Division of Urology, Department of Surgery, University of Colorado and Children's Hospital Colorado, Aurora, Colorado, USA.
Curr Opin Urol. 2019 Sep;29(5):493-499. doi: 10.1097/MOU.0000000000000650.
To provide an overview of relevant data available and updated recommendations for management of pediatric patients with pheochromocytoma (PCC).
Much of the available data surrounding pediatric PCC is in the form of case reports and case series.
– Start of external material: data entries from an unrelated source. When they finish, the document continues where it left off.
use std::fmt;

/// Errors raised while building a simulation. A failed construction leaves nothing behind.
#[derive(Debug, Clone, PartialEq)]
pub enum ClothError {
  GridTooSmall { width: u32, height: u32 },
  InvalidTimeStep(f32),
  InvalidSpring(&'static str),
  Allocation(usize),
}

impl fmt::Display for ClothError {
  fn fmt(&self, f: &mut fmt::Formatter<'_>) -> fmt::Result {
    match self {
      ClothError::GridTooSmall { width, height } => {
        write!(f, "grid {width}x{height} is too small (need width >= 2, height >= 1)")
      }
      ClothError::InvalidTimeStep(dt) => write!(f, "time step {dt} must be positive and finite"),
      ClothError::InvalidSpring(name) => {
        write!(f, "{name} spring needs finite, non-negative stiffness and damping")
      }
      ClothError::Allocation(cells) => write!(f, "failed to allocate buffers for {cells} cells"),
    }
  }
}

impl std::error::Error for ClothError {}

/// Errors from the host side: window, surface, device and signal setup.
#[derive(Debug)]
pub enum AppError {
  Cloth(ClothError),
  EventLoop(winit::error::EventLoopError),
  Window(winit::error::OsError),
  Surface(wgpu::CreateSurfaceError),
  NoAdapter,
  NoSurfaceConfig,
  Device(wgpu::RequestDeviceError),
  Signal(ctrlc::Error),
}

impl fmt::Display for AppError {
  fn fmt(&self, f: &mut fmt::Formatter<'_>) -> fmt::Result {
    match self {
      AppError::Cloth(e) => write!(f, "simulation setup failed: {e}"),
      AppError::EventLoop(e) => write!(f, "event loop error: {e}"),
      AppError::Window(e) => write!(f, "window creation failed: {e}"),
      AppError::Surface(e) => write!(f, "surface creation failed: {e}"),
      AppError::NoAdapter => write!(f, "no compatible GPU adapter found"),
      AppError::NoSurfaceConfig => write!(f, "surface is not supported by the adapter"),
      AppError::Device(e) => write!(f, "device request failed: {e}"),
      AppError::Signal(e) => write!(f, "could not install Ctrl-C handler: {e}"),
    }
  }
}

impl std::error::Error for AppError {
  fn source(&self) -> Option<&(dyn std::error::Error + 'static)> {
    match self {
      AppError::Cloth(e) => Some(e),
      AppError::EventLoop(e) => Some(e),
      AppError::Window(e) => Some(e),
      AppError::Surface(e) => Some(e),
      AppError::Device(e) => Some(e),
      AppError::Signal(e) => Some(e),
      AppError::NoAdapter | AppError::NoSurfaceConfig => None,
    }
  }
}

impl From<ClothError> for AppError {
  fn from(e: ClothError) -> Self {
    AppError::Cloth(e)
  }
}

impl From<winit::error::EventLoopError> for AppError {
  fn from(e: winit::error::EventLoopError) -> Self {
    AppError::EventLoop(e)
  }
}

impl From<winit::error::OsError> for AppError {
  fn from(e: winit::error::OsError) -> Self {
    AppError::Window(e)
  }
}

impl From<wgpu::CreateSurfaceError> for AppError {
  fn from(e: wgpu::CreateSurfaceError) -> Self {
    AppError::Surface(e)
  }
}

impl From<wgpu::RequestDeviceError> for AppError {
  fn from(e: wgpu::RequestDeviceError) -> Self {
    AppError::Device(e)
  }
}

impl From<ctrlc::Error> for AppError {
  fn from(e: ctrlc::Error) -> Self {
    AppError::Signal(e)
  }
}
With the accumulation of data over time, pediatric PCC does in fact differ significantly from not only what is known in the adult population, but also from classic teaching. Pediatric patients are much more likely to have a hereditary predisposition as well as aggressive and malignant disease. Much of the recent literature focuses on defining these genetic syndromes in order to provide recommendations for screening and genetic counseling. Other recent advances center around developing treatments for metastatic disease. Timely diagnosis with plasma metanephrines and cross-sectional imaging, and appropriate preoperative medical optimization followed by surgical resection remain the center of treatment.
Although rare and adult principles are applied to pediatric PCC, genetic testing plays a pivotal role in management of children, adolescents and young adults with PCC.
提供有关儿童嗜铬细胞瘤(PCC)管理的现有相关数据和更新建议的概述。
围绕儿科 PCC 的大量可用数据以病例报告和病例系列的形式存在。随着时间的推移数据的积累,儿科 PCC 确实与成人人群中的情况以及经典教学有很大的不同。儿科患者更有可能存在遗传易感性以及侵袭性和恶性疾病。最近的大部分文献都集中在定义这些遗传综合征上,以便为筛查和遗传咨询提供建议。其他最近的进展集中在开发转移性疾病的治疗方法上。及时诊断血浆代谢产物和横断面成像,以及适当的术前药物优化,然后进行手术切除仍然是治疗的核心。
尽管罕见且适用于成人的原则也适用于儿科 PCC,但基因检测在患有 PCC 的儿童、青少年和年轻人的管理中起着关键作用。